- [Collected data]:
- Opening Delimiter -
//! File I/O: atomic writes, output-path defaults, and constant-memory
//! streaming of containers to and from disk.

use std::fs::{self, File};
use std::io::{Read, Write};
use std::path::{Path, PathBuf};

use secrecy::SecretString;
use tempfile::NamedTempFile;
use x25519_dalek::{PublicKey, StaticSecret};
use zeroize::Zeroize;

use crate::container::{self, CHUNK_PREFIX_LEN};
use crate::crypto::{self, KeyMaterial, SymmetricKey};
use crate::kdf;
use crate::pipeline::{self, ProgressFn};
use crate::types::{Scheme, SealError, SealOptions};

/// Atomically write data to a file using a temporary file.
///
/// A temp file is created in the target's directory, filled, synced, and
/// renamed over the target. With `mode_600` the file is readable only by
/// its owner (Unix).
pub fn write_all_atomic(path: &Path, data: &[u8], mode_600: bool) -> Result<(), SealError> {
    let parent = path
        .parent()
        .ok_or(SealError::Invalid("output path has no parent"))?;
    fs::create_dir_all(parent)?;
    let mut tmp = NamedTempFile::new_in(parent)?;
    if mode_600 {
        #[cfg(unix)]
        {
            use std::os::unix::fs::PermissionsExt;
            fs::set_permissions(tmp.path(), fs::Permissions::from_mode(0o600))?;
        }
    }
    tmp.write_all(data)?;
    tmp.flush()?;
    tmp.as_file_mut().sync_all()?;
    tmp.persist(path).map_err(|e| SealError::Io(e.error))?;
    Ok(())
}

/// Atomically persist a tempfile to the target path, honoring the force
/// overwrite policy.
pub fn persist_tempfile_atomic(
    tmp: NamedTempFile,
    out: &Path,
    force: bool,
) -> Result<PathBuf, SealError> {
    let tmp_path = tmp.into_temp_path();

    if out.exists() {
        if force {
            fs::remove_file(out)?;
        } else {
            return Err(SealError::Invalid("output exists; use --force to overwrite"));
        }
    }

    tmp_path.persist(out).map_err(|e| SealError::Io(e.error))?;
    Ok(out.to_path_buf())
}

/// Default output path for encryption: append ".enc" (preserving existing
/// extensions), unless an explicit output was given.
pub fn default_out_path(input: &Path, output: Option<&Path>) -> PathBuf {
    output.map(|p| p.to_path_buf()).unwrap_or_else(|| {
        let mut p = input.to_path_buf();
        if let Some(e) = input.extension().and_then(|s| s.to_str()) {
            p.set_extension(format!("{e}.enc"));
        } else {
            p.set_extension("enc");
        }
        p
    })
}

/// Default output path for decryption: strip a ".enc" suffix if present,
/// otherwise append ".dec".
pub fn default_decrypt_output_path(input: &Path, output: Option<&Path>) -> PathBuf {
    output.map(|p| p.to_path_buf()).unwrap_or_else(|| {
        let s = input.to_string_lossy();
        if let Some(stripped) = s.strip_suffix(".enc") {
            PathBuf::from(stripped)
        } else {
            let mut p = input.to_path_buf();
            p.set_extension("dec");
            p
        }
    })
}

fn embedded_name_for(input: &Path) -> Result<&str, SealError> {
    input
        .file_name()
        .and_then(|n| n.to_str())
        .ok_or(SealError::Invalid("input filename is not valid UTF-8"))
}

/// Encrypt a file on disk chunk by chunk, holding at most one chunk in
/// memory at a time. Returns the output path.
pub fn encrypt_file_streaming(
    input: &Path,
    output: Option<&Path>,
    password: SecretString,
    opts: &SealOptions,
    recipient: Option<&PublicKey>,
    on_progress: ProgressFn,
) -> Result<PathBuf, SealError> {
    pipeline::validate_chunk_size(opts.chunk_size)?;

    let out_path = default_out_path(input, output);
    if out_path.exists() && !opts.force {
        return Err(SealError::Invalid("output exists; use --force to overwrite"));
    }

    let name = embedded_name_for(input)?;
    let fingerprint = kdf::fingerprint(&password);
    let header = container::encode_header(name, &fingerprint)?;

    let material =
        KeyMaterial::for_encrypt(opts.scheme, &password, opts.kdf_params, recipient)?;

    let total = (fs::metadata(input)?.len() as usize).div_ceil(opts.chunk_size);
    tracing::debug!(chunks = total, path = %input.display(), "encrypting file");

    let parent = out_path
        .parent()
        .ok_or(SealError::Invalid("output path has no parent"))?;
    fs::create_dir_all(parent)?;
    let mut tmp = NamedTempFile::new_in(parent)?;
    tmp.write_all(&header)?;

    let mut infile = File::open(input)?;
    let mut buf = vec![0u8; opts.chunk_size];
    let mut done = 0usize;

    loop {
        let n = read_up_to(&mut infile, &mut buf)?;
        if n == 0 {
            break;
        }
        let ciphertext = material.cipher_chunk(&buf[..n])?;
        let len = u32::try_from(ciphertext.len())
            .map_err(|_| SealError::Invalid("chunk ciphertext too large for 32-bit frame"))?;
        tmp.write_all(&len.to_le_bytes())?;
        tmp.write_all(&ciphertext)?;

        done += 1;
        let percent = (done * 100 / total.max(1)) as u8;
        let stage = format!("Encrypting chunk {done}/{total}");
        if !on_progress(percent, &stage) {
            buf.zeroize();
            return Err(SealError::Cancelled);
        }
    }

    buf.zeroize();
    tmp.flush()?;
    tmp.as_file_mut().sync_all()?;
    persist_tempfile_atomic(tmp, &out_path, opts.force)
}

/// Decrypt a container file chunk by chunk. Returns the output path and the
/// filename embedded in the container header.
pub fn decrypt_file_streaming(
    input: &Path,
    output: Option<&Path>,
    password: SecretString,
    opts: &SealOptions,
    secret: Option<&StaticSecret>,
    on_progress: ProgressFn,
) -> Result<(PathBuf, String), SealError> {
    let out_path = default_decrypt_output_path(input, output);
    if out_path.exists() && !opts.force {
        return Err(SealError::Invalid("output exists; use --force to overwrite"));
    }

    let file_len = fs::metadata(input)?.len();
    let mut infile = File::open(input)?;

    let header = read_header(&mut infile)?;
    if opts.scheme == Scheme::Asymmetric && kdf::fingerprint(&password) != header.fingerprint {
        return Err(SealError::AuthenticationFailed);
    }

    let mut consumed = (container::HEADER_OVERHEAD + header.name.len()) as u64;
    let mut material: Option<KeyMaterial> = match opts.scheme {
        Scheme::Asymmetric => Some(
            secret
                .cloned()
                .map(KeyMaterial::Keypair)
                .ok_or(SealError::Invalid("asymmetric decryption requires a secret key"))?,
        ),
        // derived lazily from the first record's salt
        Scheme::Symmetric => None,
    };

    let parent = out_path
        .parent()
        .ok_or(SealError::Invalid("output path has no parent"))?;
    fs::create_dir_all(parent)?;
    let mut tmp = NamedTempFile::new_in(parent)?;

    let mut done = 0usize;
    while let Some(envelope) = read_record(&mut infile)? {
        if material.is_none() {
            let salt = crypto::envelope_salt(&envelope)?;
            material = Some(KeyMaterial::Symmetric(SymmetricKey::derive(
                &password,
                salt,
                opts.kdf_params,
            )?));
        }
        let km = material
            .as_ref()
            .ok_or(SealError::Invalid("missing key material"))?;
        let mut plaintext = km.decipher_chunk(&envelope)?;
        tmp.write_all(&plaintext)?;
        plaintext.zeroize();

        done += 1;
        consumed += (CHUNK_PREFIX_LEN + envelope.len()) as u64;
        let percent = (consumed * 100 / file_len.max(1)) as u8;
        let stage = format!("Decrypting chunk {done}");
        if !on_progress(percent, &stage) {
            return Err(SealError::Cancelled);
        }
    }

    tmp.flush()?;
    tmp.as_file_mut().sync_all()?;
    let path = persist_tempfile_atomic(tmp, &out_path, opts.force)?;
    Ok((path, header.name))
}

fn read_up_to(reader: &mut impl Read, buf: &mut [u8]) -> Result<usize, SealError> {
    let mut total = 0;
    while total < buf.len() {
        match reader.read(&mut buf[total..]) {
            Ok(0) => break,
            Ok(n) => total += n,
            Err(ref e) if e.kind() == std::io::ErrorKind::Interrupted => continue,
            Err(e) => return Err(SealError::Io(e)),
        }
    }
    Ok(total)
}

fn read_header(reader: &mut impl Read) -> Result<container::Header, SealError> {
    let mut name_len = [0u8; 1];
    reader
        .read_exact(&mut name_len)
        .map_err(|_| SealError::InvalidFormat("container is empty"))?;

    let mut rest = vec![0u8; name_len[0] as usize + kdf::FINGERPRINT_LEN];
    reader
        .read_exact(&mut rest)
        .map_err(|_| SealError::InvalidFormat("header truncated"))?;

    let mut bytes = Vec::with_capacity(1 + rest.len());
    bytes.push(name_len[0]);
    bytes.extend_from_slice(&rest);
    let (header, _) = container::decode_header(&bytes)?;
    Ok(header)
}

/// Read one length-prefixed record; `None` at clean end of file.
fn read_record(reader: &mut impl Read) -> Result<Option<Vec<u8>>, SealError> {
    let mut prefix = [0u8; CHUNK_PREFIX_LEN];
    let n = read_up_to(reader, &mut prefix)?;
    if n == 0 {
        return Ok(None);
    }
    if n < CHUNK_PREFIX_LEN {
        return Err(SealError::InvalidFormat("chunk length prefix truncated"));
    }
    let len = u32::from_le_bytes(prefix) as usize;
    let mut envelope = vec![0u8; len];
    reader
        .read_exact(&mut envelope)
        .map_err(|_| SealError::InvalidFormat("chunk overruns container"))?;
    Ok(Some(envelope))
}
- Closing Delimiter -
- Opening Delimiter -
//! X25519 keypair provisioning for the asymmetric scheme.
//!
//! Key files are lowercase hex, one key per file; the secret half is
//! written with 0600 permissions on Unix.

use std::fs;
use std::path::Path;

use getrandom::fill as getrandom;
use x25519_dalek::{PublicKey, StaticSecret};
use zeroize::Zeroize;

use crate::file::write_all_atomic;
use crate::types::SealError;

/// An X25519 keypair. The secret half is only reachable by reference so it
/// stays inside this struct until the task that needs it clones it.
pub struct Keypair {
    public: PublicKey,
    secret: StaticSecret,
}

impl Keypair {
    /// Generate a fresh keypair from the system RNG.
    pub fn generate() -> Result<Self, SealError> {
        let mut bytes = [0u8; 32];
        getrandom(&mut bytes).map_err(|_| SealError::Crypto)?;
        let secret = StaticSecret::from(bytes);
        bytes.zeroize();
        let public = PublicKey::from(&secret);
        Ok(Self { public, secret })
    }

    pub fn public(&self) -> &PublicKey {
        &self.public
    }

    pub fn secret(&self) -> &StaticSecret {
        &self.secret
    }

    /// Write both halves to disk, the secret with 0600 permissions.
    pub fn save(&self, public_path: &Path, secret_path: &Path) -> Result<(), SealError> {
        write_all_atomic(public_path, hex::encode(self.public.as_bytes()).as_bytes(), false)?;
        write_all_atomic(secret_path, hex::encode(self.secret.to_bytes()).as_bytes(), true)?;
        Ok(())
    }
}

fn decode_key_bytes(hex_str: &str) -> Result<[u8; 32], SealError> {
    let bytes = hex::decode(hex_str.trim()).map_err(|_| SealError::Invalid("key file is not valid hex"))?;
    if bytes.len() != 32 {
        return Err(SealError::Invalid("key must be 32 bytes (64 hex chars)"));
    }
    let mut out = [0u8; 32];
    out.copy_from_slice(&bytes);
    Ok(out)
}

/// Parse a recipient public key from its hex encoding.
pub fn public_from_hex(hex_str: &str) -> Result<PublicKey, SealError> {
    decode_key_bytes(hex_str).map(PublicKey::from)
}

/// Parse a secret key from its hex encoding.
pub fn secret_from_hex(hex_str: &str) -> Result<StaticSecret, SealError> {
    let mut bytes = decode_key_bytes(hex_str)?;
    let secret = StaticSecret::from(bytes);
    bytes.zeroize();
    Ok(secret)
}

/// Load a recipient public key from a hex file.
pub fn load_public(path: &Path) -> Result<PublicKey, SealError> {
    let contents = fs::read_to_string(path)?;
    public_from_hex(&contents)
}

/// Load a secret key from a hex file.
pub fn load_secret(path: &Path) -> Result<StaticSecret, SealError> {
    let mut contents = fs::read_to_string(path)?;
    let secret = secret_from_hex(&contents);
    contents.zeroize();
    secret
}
- Closing Delimiter -
- [Assignment]:
Above are some records. Count the lines among them with the word "plaintext", and answer with the number only.

- [Result]:
3